A new mouse study indicates that cyclophosphamide, a widely used chemotherapy drug, may enhance breast cancer cells' ability to metastasize to the lungs. It alters endothelial cells lining lung blood vessels, making it easier for cancer cells to invade and adhere. Published in the International Journal of Molecular Sciences.
Breast cancer is the most commonly diagnosed cancer worldwide and a leading cause of death among women: 685,000 deaths from 2.3 million cases in 2020. Metastasis drives most cancer fatalities, underscoring the need to understand its mechanisms.
Prior research showed chemotherapy can paradoxically boost metastasis by altering non-cancerous cells that, in turn, aid cancer cells. This study confirms it, linking higher cancer cell abundance to increased vascular wall adhesiveness.

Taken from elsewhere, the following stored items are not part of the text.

impl SessionConfig {
    /// Start a builder.
    pub fn builder() -> SessionConfigBuilder {
        SessionConfigBuilder::new()
    }

    /// Read `HUDP_*` variables from the process environment.
    pub fn from_env() -> Result<Self, ConfigError> {
        Self::from_lookup(|key| std::env::var(key).ok())
    }

    /// Read `HUDP_*` variables through `lookup`; unset keys keep defaults.
    pub fn from_lookup<F>(lookup: F) -> Result<Self, ConfigError>
    where
        F: Fn(&str) -> Option<String>,
    {
        let mut config = Self::default();

        if let Some(value) = lookup("HUDP_ROLE") {
            config.role = value.parse()?;
        }
        if let Some(value) = lookup("HUDP_LOCAL_ADDR") {
            config.local_addr = parse("local_addr", &value)?;
        }
        if let Some(value) = lookup("HUDP_REMOTE_ADDR") {
            config.remote_addr = Some(parse("remote_addr", &value)?);
        }
        if let Some(value) = lookup("HUDP_RETRANSMIT_MS") {
            config.retransmit_interval =
                Duration::from_millis(parse("retransmit_interval", &value)?);
        }
        if let Some(value) = lookup("HUDP_SKIP_TIMEOUT_MS") {
            config.skip_timeout = Duration::from_millis(parse("skip_timeout", &value)?);
        }
        if let Some(value) = lookup("HUDP_WINDOW") {
            let window: u32 = parse("window_capacity", &value)?;
            config.window_capacity = u16::try_from(window)
                .ok()
                .filter(|w| (1..=MAX_WINDOW_CAPACITY).contains(w))
                .ok_or(ConfigError::InvalidWindow(window))?;
        }
        if let Some(value) = lookup("HUDP_MAX_RETRANSMITS") {
            config.max_retransmits = Some(parse("max_retransmits", &value)?);
        }
        if let Some(value) = lookup("HUDP_LOG_LEVEL") {
            config.log_level = Some(parse("log_level", &value)?);
        }
        if let Some(value) = lookup("HUDP_TRACKING_DIR") {
            config.tracking_dir = Some(PathBuf::from(value));
        }

        Ok(config)
    }

    /// Check option ranges.
    pub fn validate(&self) -> Result<(), ConfigError> {
        if self.role == Role::Sender && self.remote_addr.is_none() {
            return Err(ConfigError::MissingRemote);
        }
        if !(1..=MAX_WINDOW_CAPACITY).contains(&self.window_capacity) {
            return Err(ConfigError::InvalidWindow(u32::from(self.window_capacity)));
        }
        if self.retransmit_interval.is_zero() {
            return Err(ConfigError::ZeroDuration("retransmit_interval"));
        }
        if self.skip_timeout.is_zero() {
            return Err(ConfigError::ZeroDuration("skip_timeout"));
        }
        if self.delivery_queue_capacity == 0 {
            return Err(ConfigError::ZeroQueueCapacity);
        }
        if self.recv_buffer_size < MAX_DATAGRAM_SIZE {
            return Err(ConfigError::RecvBufferTooSmall(self.recv_buffer_size));
        }

        if self.skip_timeout <= self.retransmit_interval * 2 {
            warn!(
                skip_timeout_ms = self.skip_timeout.as_millis() as u64,
                retransmit_ms = self.retransmit_interval.as_millis() as u64,
                "skip timeout does not cover a retransmission round trip; gaps may be skipped before a retry lands"
            );
        }

        Ok(())
    }

    /// Send-side window settings.
    pub fn sender_config(&self) -> SenderConfig {
        SenderConfig {
            capacity: self.window_capacity,
            retransmit_interval: self.retransmit_interval,
            max_retransmits: self.max_retransmits,
        }
    }

    /// Receive-side window settings.
    pub fn receiver_config(&self) -> ReceiverConfig {
        ReceiverConfig {
            capacity: self.window_capacity,
            skip_timeout: self.skip_timeout,
        }
    }
}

Researchers pretreated healthy mice with cyclophosphamide (CTX), waited four days for metabolism and excretion, then injected breast cancer cells. They tracked lung accumulation.
Treated mice showed higher cancer cell concentrations in lung blood vessels three hours post-injection compared to controls.
"Our pretreatment model asks: Does chemotherapy alter normal cells to assist cancer cells? The answer is yes," says Tsonwin Hai, PhD, in a press release, calling it a "caution for chemotherapy use."
CTX initially increases blood vessel permeability by remodeling the basement membrane, enabling cancer cells to adhere.
Endothelial cells form a tight "brick wall" lining vessels, Hai explains. "Post-chemotherapy, vessels 'leak'—junctions loosen, letting cancer cells squeeze through."
The study implicates matrix metalloproteinase-2 (MMP-2), elevated after treatment. This exposes peptides RGD and YIGSR in the basement membrane, which bind cancer cell receptors, promoting adhesion.
Adhered cells evade blood flow, establishing lung footholds.